Do this by being attentive and aware of their feelings. Be expressive. Tell them you have listened and paid attention to them by using words, facial expressions, and body language to reflect what you see in them.
For example, if they are upset, you can frown and stress, “You are very upset.”
All your child needs sometimes is a hug and the assurance that you understand and everything will be fine.

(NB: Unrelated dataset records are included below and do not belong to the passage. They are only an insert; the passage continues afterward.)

#[cfg(test)]
mod tests {
    use super::*;
    use crate::adapters::MemoryStateStore;
    use chrono::{Datelike, Timelike};
    use tempfile::TempDir;

    fn passphrase(s: &str) -> Passphrase {
        Passphrase::new(s).unwrap()
    }

    fn service(dir: &TempDir, store: Arc<MemoryStateStore>) -> BackupService {
        BackupService::new(dir.path().join("backups"), store)
    }

    fn seeded_store() -> Arc<MemoryStateStore> {
        Arc::new(MemoryStateStore::with_entries([
            ("goals", r#"[{"id":"g1","progress":42}]"#),
            ("theme", "dark"),
        ]))
    }

    #[test]
    fn test_parse_backup_time() {
        let ts = parse_backup_time("lifeos-2025-01-15T10-30-00-000123.vaultbackup").unwrap();
        assert_eq!((ts.year(), ts.month(), ts.day()), (2025, 1, 15));
        assert_eq!((ts.hour(), ts.minute(), ts.second()), (10, 30, 0));
        assert_eq!(ts.timestamp_subsec_micros(), 123);

        assert!(parse_backup_time("lifeos-pre-restore-2025-01-15T10-30-00.vaultbackup").is_some());
        assert!(parse_backup_time("lifeos-export.json").is_none());
        assert!(parse_backup_time("notes.vaultbackup").is_none());
    }

    #[test]
    fn test_export_then_list() {
        let dir = TempDir::new().unwrap();
        let svc = service(&dir, seeded_store());

        let first = svc.export(&passphrase("pw"), None).unwrap();
        let second = svc.export(&passphrase("pw"), None).unwrap();
        assert!(first.name.starts_with("lifeos-"));
        assert!(first.name.ends_with(".vaultbackup"));
        assert!(!first.pre_restore);
        assert!(first.size_bytes > 0);

        // Unrelated files are ignored
        fs::write(svc.backups_dir().join("notes.txt"), "x").unwrap();

        let listed = svc.list().unwrap();
        assert_eq!(listed.len(), 2);
        assert_eq!(listed[0].name, second.name);
        assert_eq!(listed[1].name, first.name);
    }

    #[test]
    fn test_export_applies_retention() {
        let dir = TempDir::new().unwrap();
        let svc = service(&dir, seeded_store());

        for _ in 0..3 {
            svc.export(&passphrase("pw"), Some(2)).unwrap();
        }
        assert_eq!(svc.list().unwrap().len(), 2);
        assert_eq!(svc.apply_retention(0).unwrap(), 2);
        assert!(svc.list().unwrap().is_empty());
    }

    #[test]
    fn test_restore_round_trip() {
        let dir = TempDir::new().unwrap();
        let source = seeded_store();
        let backup = service(&dir, Arc::clone(&source))
            .export(&passphrase("pw"), None)
            .unwrap();

        let target = Arc::new(MemoryStateStore::with_entries([("stale", "1")]));
        let svc = service(&dir, Arc::clone(&target));
        let result = svc.restore(&backup.path, &passphrase("pw"), false).unwrap();

        assert_eq!(result.keys_restored, 2);
        assert_eq!(result.keys_removed, 1);
        assert!(result.safety_backup.is_none());
        assert_eq!(target.entries().unwrap(), source.entries().unwrap());
    }

    #[test]
    fn test_wrong_passphrase_leaves_store_untouched() {
        let dir = TempDir::new().unwrap();
        let backup = service(&dir, seeded_store())
            .export(&passphrase("right"), None)
            .unwrap();

        let target = Arc::new(MemoryStateStore::with_entries([("mine", "keep")]));
        let svc = service(&dir, Arc::clone(&target));
        let err = svc.restore(&backup.path, &passphrase("wrong"), true).unwrap_err();

        assert_eq!(err.downcast_ref::<VaultError>(), Some(&VaultError::DecryptError));
        assert_eq!(target.get("mine").unwrap().as_deref(), Some("keep"));
        // No safety backup is taken when decryption fails
        assert_eq!(svc.list().unwrap().len(), 1);
    }

    #[test]
    fn test_restore_takes_safety_backup() {
        let dir = TempDir::new().unwrap();
        let backup = service(&dir, seeded_store())
            .export(&passphrase("pw"), None)
            .unwrap();

        let target = Arc::new(MemoryStateStore::with_entries([("journal", r#"["day one"]"#)]));
        let svc = service(&dir, Arc::clone(&target));
        let result = svc.restore(&backup.path, &passphrase("pw"), true).unwrap();

        let safety = result.safety_backup.unwrap();
        assert!(safety.pre_restore);
        assert!(safety.name.starts_with("lifeos-pre-restore-"));

        // The safety copy brings back what the restore replaced
        svc.restore(&safety.path, &passphrase("pw"), false).unwrap();
        assert_eq!(target.get("journal").unwrap().as_deref(), Some(r#"["day one"]"#));
        assert_eq!(target.get("goals").unwrap(), None);
    }

    #[test]
    fn test_read_reports_malformed_files() {
        let dir = TempDir::new().unwrap();
        let svc = service(&dir, seeded_store());

        let garbage = dir.path().join("garbage.vaultbackup");
        fs::write(&garbage, [0xff, 0xfe, 0x00]).unwrap();
        let err = svc.read(&garbage).unwrap_err();
        assert!(matches!(
            err.downcast_ref::<VaultError>(),
            Some(VaultError::MalformedBackup { .. })
        ));

        let future = dir.path().join("future.vaultbackup");
        fs::write(&future, r#"{"version": 2}"#).unwrap();
        let err = svc.inspect(&future).unwrap_err();
        assert!(matches!(
            err.downcast_ref::<VaultError>(),
            Some(VaultError::UnsupportedVersion(_))
        ));
    }

    #[test]
    fn test_inspect_and_verify() {
        let dir = TempDir::new().unwrap();
        let svc = service(&dir, seeded_store());
        let path = dir.path().join("out").join("manual.vaultbackup");
        fs::create_dir_all(path.parent().unwrap()).unwrap();

        svc.export_to(&path, &passphrase("pw")).unwrap();

        let info = svc.inspect(&path).unwrap();
        assert_eq!(info.version, 1);
        assert_eq!(info.ciphertext_bytes, info.payload_bytes + 16);

        let verified = svc.verify(&path, &passphrase("pw")).unwrap();
        assert_eq!(verified.entries, 2);
        assert!(svc.verify(&path, &passphrase("nope")).is_err());
    }

    #[test]
    fn test_resolve_and_clear() {
        let dir = TempDir::new().unwrap();
        let svc = service(&dir, seeded_store());
        let backup = svc.export(&passphrase("pw"), None).unwrap();

        assert_eq!(svc.resolve(&backup.name).unwrap(), backup.path);
        assert_eq!(
            svc.resolve(backup.path.to_str().unwrap()).unwrap(),
            backup.path
        );
        let err = svc.resolve("lifeos-missing.vaultbackup").unwrap_err();
        assert!(matches!(err.downcast_ref::<Error>(), Some(Error::NotFound(_))));
        assert_eq!(err.to_string(), "Not found: backup lifeos-missing.vaultbackup");

        assert_eq!(svc.clear().unwrap().deleted, 1);
        assert!(svc.list().unwrap().is_empty());
    }
}
//! Concurrent access tests
//!
//! The desktop app shares one state store between commands running on
//! different threads. These tests check that writes are not lost, that a
//! restore is never observed half-applied, and that sealing from many
//! threads never reuses a salt or nonce.
//!
//! Run with: cargo test --test concurrent_access_test -- --nocapture

use std::collections::HashSet;
use std::sync::atomic::{AtomicUsize, Ordering};
use std::sync::{Arc, Barrier};
use std::thread;
use tempfile::TempDir;

use serde_json::json;

use lifeos_core::adapters::DuckDbStateStore;
use lifeos_core::ports::StateStore;
use lifeos_core::services::{SnapshotService, VaultCodec};
use lifeos_core::{Passphrase, Snapshot};

/// Number of concurrent threads for stress tests.
/// Keep this realistic - in production we'd have the app plus a CLI
/// command or two competing for the store.
const THREAD_COUNT: usize = 6;

/// Number of iterations per thread
const ITERATIONS_PER_THREAD: usize = 5;

fn open_store(temp_dir: &TempDir) -> Arc<DuckDbStateStore> {
    Arc::new(DuckDbStateStore::open(&temp_dir.path().join("state.duckdb")).unwrap())
}

/// Test: many threads writing distinct keys through one shared store
#[test]
fn test_concurrent_writes_are_not_lost() {
    let temp_dir = TempDir::new().unwrap();
    let store = open_store(&temp_dir);

    let barrier = Arc::new(Barrier::new(THREAD_COUNT));
    let error_count = Arc::new(AtomicUsize::new(0));
    let mut handles = vec![];

    for thread_id in 0..THREAD_COUNT {
        let barrier = Arc::clone(&barrier);
        let store = Arc::clone(&store);
        let error_count = Arc::clone(&error_count);

        handles.push(thread::spawn(move || {
            barrier.wait();
            for i in 0..ITERATIONS_PER_THREAD {
                let key = format!("habit_t{}_i{}", thread_id, i);
                if let Err(e) = store.set(&key, r#"{"done":true}"#) {
                    eprintln!("Thread {}: Write error at iteration {}: {}", thread_id, i, e);
                    error_count.fetch_add(1, Ordering::SeqCst);
                }
            }
        }));
    }

    for handle in handles {
        handle.join().unwrap();
    }

    assert_eq!(error_count.load(Ordering::SeqCst), 0);
    assert_eq!(store.len().unwrap(), THREAD_COUNT * ITERATIONS_PER_THREAD);
}

/// Test: readers running alongside a restore see either the old state or
/// the new one, never a mix
#[test]
fn test_restore_is_never_observed_half_applied() {
    let temp_dir = TempDir::new().unwrap();
    let store = open_store(&temp_dir);

    let old_entries: Vec<(String, String)> = (0..20)
        .map(|i| (format!("old_{:02}", i), "1".to_string()))
        .collect();
    store.replace_all(&old_entries).unwrap();

    let new_entries: serde_json::Map<String, serde_json::Value> = (0..20)
        .map(|i| (format!("new_{:02}", i), json!(2)))
        .collect();
    let new_snapshot = Snapshot::new(serde_json::Value::Object(new_entries));

    let barrier = Arc::new(Barrier::new(THREAD_COUNT));
    let mut handles = vec![];

    for thread_id in 0..THREAD_COUNT {
        let barrier = Arc::clone(&barrier);
        let store = Arc::clone(&store);
        let new_snapshot = new_snapshot.clone();

        handles.push(thread::spawn(move || {
            barrier.wait();
            if thread_id == 0 {
                SnapshotService.apply(store.as_ref(), &new_snapshot).unwrap();
                return;
            }
            for _ in 0..ITERATIONS_PER_THREAD * 4 {
                let keys = store.keys().unwrap();
                let all_old = keys.iter().all(|k| k.starts_with("old_"));
                let all_new = keys.iter().all(|k| k.starts_with("new_"));
                assert_eq!(keys.len(), 20, "Thread {} saw {} keys", thread_id, keys.len());
                assert!(all_old || all_new, "Thread {} saw a mixed state", thread_id);
            }
        }));
    }

    for handle in handles {
        handle.join().unwrap();
    }

    assert!(store.keys().unwrap().iter().all(|k| k.starts_with("new_")));
}

/// Test: sealing the same snapshot from many threads never repeats a salt or iv
#[test]
fn test_concurrent_seals_use_fresh_salt_and_iv() {
    let codec = VaultCodec::new();
    let snapshot = Snapshot::new(json!({"journal": ["same entry"]}));
    let passphrase = Passphrase::new("shared passphrase").unwrap();

    let handles: Vec<_> = (0..THREAD_COUNT)
        .map(|_| {
            let snapshot = snapshot.clone();
            let passphrase = passphrase.clone();
            thread::spawn(move || codec.seal(&snapshot, &passphrase).unwrap())
        })
        .collect();

    let backups: Vec<_> = handles.into_iter().map(|h| h.join().unwrap()).collect();

    let salts: HashSet<_> = backups.iter().map(|b| b.salt.clone()).collect();
    let ivs: HashSet<_> = backups.iter().map(|b| b.iv.clone()).collect();
    let data: HashSet<_> = backups.iter().map(|b| b.data.clone()).collect();
    assert_eq!(salts.len(), THREAD_COUNT);
    assert_eq!(ivs.len(), THREAD_COUNT);
    assert_eq!(data.len(), THREAD_COUNT);

    for backup in &backups {
        assert_eq!(codec.open(backup, &passphrase).unwrap(), snapshot);
    }
}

Attunement is also a powerful way to connect with your child14. By building a strong relationship, you are more likely to avoid fights and conflicts.
Pick your battles
Take a step back and re-evaluate what you are fighting about in your daily lives. Sometimes we get so hung up on our rules that we forget what’s truly important in life.
Does it make sense to cause an emotional stir and take a toll on your mental health to get them to take out the garbage or leave their dirty shoes outside?
Asking them twenty times before they do it can be exhausting. But what will matter more in twenty years – garbage cleared or a good relationship with your child?
Inconsistency in parenting is a common parenting trap that can lead to anger and resentment. If you do not set clear rules and enforce them consistently, things will be chaotic.
Avoid empty threats. Name a consequence you are prepared to enforce, and then follow through on it.
Final thoughts on reactive parenting
Non-reactive parenting requires practice and patience. Follow the steps and allow yourself to make mistakes from time to time. The key is not to let this become your autopilot reaction.